The license to depart is reflective of the relationship between the magician and the spirit. John King, who I am not typically on board with, expresses a view that this promise of peace and cooperation is a means of redemption for the spirit. The magician and the spirit swear a bond of peace, which implies that at the final judgment the magician will be at peace with the spirit and not stand in condemnation thereof, but rather speak for its redemption. The editors of the Book of Oberon suggest a similar view in the introduction: “The BoO also gives another reason: that the spirits hope to redeem their fallen state by doing good deeds for mortals.” Certain parts of the work of Eliphas Levi reflect this view, and my own work with elements of alchemy, Kabbalah, the grimoires, and the Sacred Magic suggest this, but this is something for which I would rather devote a future blog post.

All in all, the license to depart presents an important moment in spirit work from a magical perspective regarding the relationship with the spirit. Do you want a relationship in which you are the evolved magician shining with NeoPlatonic virtue, reflecting the light of the Creator, and inspiring the spirits to work with you, or do you want to be the cobbler pulling together charms and curses and yelling at spirits on the basis that they might easily be fooled into fearing you and temporarily tow a strained line of obedience?

Whichever you choose your license to depart should express that character.

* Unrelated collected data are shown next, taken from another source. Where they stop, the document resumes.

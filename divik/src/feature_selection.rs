//! Feature filters applied at every node before clustering
//!
//! Each selector is plain configuration. `fit_transform` computes the
//! statistics of the node it is given and returns them as a [`SelectedFeatures`]
//! value owned by that node.

use ndarray::{Array2, ArrayView1, ArrayView2, Axis};

use crate::{
    data_type::traits::FeatureSelector,
    error::{DivikError, Result},
    metrics::percentile,
};

/// Fitted state of a feature selector: which columns survived and why.
#[derive(Clone, Debug, PartialEq)]
pub struct SelectedFeatures {
    pub selected: Vec<bool>,
    /// Variance cut applied at this node, if any
    pub variance_threshold: Option<f64>,
    /// Mean-abundance cut applied at this node, if any
    pub abundance_threshold: Option<f64>,
}

impl SelectedFeatures {
    fn all(n_features: usize) -> Self {
        Self { selected: vec![true; n_features], variance_threshold: None, abundance_threshold: None }
    }

    pub fn n_selected(&self) -> usize {
        self.selected.iter().filter(|&&s| s).count()
    }

    /// Keep the selected columns of `data`
    pub fn transform(&self, data: ArrayView2<f64>) -> Result<Array2<f64>> {
        if data.ncols() != self.selected.len() {
            return Err(DivikError::configuration(format!(
                "selector fitted on {} features, got {}",
                self.selected.len(),
                data.ncols()
            )));
        }
        let columns: Vec<usize> = self
            .selected
            .iter()
            .enumerate()
            .filter_map(|(i, &keep)| keep.then_some(i))
            .collect();
        Ok(data.select(Axis(1), &columns))
    }
}

/// Pass-through selector
#[derive(Clone, Copy, Debug, Default)]
pub struct NoSelector;

impl FeatureSelector for NoSelector {
    type Fitted = SelectedFeatures;

    fn fit_transform(&self, data: ArrayView2<f64>) -> Result<(SelectedFeatures, Array2<f64>)> {
        Ok((SelectedFeatures::all(data.ncols()), data.to_owned()))
    }
}

/// Keeps the features whose variance reaches the given percentile of all feature variances.
#[derive(Clone, Copy, Debug, PartialEq)]
pub struct VarianceSelector {
    pub percentile: f64,
}

impl Default for VarianceSelector {
    fn default() -> Self {
        Self { percentile: 20.0 }
    }
}

impl FeatureSelector for VarianceSelector {
    type Fitted = SelectedFeatures;

    fn fit_transform(&self, data: ArrayView2<f64>) -> Result<(SelectedFeatures, Array2<f64>)> {
        let mut fitted = SelectedFeatures::all(data.ncols());
        fitted.variance_threshold =
            keep_above_percentile(&mut fitted.selected, &column_stat(data, variance), self.percentile);
        let transformed = fitted.transform(data)?;
        Ok((fitted, transformed))
    }

    fn validate(&self) -> Result<()> {
        check_percentile("variance", self.percentile)
    }
}

/// Drops low-abundance features first, then applies the variance filter to the rest.
#[derive(Clone, Copy, Debug, PartialEq)]
pub struct HighAbundanceAndVarianceSelector {
    pub abundance_percentile: f64,
    pub variance_percentile: f64,
}

impl Default for HighAbundanceAndVarianceSelector {
    fn default() -> Self {
        Self { abundance_percentile: 10.0, variance_percentile: 20.0 }
    }
}

impl FeatureSelector for HighAbundanceAndVarianceSelector {
    type Fitted = SelectedFeatures;

    fn fit_transform(&self, data: ArrayView2<f64>) -> Result<(SelectedFeatures, Array2<f64>)> {
        let mut fitted = SelectedFeatures::all(data.ncols());
        fitted.abundance_threshold =
            keep_above_percentile(&mut fitted.selected, &column_stat(data, mean), self.abundance_percentile);
        fitted.variance_threshold =
            keep_above_percentile(&mut fitted.selected, &column_stat(data, variance), self.variance_percentile);
        let transformed = fitted.transform(data)?;
        Ok((fitted, transformed))
    }

    fn validate(&self) -> Result<()> {
        check_percentile("abundance", self.abundance_percentile)?;
        check_percentile("variance", self.variance_percentile)
    }
}

fn check_percentile(name: &str, value: f64) -> Result<()> {
    if !(0.0..=100.0).contains(&value) {
        return Err(DivikError::configuration(format!(
            "{name} percentile must be within [0, 100], got {value}"
        )));
    }
    Ok(())
}

fn column_stat(data: ArrayView2<f64>, stat: fn(ArrayView1<f64>) -> f64) -> Vec<f64> {
    data.columns().into_iter().map(stat).collect()
}

fn mean(column: ArrayView1<f64>) -> f64 {
    column.mean().unwrap_or(0.0)
}

fn variance(column: ArrayView1<f64>) -> f64 {
    if column.is_empty() {
        return 0.0;
    }
    column.var(0.0)
}

// Narrows `selected` to the still-selected features whose statistic reaches the
// percentile computed over the still-selected ones. Returns the threshold used.
fn keep_above_percentile(selected: &mut [bool], stats: &[f64], q: f64) -> Option<f64> {
    let candidates: Vec<f64> = selected
        .iter()
        .zip(stats.iter())
        .filter_map(|(&keep, &s)| keep.then_some(s))
        .collect();
    let threshold = percentile(&candidates, q)?;
    selected
        .iter_mut()
        .zip(stats.iter())
        .for_each(|(keep, &s)| *keep = *keep && s >= threshold);
    Some(threshold)
}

It shouldn't be a show, but rather an inward feeling swelling up and channeled out in your words, posture, actions, thoughts and feelings as you speak to the spirit. If you are a friend, a servant of the same lord, and they serve you because of this, you should embody that presence and communicate that. If you are the stern task master who wields the scourge of divine power against celestial and infernal alike you should embody that and communicate that. But you have to understand which you are, what you're doing, and why in order to do either with true success.